Exercise requirements: Take the entries below and print only the lines from the one with "let n = values.len() as f64;" through the one with "let scale = values.iter().fold(0.0_f64, |acc, v|", exactly as they stand, both ends included.

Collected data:
____

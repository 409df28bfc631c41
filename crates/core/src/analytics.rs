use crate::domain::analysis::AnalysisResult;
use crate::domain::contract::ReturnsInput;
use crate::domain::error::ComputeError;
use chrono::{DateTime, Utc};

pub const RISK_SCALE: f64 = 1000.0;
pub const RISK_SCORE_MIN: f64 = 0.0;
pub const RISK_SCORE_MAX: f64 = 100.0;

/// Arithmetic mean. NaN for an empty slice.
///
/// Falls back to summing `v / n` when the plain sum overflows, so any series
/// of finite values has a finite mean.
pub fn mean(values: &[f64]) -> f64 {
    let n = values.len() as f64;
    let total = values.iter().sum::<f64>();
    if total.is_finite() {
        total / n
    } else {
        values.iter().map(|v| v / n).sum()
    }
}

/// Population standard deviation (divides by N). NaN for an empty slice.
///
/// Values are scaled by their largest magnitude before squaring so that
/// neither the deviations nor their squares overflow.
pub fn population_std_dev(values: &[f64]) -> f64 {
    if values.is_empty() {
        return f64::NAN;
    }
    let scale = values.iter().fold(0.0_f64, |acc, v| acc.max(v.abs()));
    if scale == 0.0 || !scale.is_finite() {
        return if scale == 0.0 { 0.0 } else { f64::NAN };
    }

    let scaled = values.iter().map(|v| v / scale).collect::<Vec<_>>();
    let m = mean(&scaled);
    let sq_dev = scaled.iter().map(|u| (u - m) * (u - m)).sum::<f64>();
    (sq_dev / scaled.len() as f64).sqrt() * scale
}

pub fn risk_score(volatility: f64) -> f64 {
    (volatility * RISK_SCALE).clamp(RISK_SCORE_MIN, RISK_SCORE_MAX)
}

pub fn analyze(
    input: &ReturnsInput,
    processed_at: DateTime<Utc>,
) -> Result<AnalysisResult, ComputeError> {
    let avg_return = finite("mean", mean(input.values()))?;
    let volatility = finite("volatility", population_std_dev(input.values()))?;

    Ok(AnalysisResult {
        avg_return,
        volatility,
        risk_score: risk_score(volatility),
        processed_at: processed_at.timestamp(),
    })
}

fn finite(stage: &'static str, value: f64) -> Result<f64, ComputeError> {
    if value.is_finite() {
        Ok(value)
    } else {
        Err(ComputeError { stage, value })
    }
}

____

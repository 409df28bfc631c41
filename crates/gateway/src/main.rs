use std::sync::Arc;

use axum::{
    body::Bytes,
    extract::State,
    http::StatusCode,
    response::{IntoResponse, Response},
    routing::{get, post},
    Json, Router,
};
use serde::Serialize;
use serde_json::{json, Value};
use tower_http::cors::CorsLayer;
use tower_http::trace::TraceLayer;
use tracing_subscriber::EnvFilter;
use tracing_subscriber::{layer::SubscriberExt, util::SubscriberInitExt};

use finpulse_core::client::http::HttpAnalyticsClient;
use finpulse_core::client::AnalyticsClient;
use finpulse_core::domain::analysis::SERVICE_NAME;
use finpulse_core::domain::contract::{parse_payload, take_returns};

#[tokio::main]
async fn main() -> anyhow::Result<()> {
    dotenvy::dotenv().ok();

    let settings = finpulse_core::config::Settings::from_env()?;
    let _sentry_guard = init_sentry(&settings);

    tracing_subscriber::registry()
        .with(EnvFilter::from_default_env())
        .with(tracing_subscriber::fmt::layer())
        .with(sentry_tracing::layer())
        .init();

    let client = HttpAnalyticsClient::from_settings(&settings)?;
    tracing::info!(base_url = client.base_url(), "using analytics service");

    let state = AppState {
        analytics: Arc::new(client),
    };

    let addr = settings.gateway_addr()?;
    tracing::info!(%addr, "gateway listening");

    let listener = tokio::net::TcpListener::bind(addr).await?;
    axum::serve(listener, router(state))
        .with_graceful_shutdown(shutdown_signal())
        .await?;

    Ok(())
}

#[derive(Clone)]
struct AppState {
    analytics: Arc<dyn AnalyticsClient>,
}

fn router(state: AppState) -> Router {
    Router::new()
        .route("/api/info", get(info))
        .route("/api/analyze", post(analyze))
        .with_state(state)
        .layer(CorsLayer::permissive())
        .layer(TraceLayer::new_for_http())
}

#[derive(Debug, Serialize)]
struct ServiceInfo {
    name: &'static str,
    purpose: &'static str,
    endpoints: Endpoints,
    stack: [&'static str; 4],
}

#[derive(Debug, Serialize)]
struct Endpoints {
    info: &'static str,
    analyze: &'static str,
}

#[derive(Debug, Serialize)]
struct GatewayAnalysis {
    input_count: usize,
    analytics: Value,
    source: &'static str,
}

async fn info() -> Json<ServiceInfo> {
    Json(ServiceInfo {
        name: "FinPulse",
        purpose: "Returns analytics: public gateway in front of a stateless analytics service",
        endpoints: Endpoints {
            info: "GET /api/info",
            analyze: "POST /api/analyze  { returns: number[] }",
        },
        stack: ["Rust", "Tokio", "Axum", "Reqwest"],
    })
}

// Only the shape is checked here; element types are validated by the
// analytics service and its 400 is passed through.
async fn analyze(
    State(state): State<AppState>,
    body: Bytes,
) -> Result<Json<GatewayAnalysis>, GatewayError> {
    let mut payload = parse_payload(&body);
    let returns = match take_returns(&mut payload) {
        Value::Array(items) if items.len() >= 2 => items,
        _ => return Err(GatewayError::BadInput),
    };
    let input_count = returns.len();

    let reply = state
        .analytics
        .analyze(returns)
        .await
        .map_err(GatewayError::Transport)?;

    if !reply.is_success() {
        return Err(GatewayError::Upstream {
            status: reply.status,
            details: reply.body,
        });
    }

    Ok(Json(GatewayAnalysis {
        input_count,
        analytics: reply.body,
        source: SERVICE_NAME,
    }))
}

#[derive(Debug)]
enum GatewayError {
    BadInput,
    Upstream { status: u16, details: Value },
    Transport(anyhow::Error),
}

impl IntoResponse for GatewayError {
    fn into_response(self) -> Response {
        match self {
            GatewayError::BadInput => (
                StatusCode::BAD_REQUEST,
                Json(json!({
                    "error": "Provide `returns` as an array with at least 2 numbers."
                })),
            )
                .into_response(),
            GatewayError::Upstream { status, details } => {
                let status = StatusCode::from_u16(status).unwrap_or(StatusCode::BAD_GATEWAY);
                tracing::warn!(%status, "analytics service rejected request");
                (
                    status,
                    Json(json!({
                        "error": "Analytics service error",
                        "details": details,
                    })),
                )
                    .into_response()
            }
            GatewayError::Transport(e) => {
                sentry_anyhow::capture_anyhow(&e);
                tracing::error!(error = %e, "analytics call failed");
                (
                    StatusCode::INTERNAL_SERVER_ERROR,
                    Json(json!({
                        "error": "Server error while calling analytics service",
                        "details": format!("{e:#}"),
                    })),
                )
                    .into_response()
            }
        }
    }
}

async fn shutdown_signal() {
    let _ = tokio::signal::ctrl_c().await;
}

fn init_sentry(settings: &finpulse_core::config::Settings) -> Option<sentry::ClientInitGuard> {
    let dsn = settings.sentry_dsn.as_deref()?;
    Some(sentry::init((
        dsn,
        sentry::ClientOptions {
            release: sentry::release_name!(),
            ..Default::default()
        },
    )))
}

____

Exercise result:
    let n = values.len() as f64;
    let total = values.iter().sum::<f64>();
    if total.is_finite() {
        total / n
    } else {
        values.iter().map(|v| v / n).sum()
    }
}

/// Population standard deviation (divides by N). NaN for an empty slice.
///
/// Values are scaled by their largest magnitude before squaring so that
/// neither the deviations nor their squares overflow.
pub fn population_std_dev(values: &[f64]) -> f64 {
    if values.is_empty() {
        return f64::NAN;
    }
    let scale = values.iter().fold(0.0_f64, |acc, v| acc.max(v.abs()));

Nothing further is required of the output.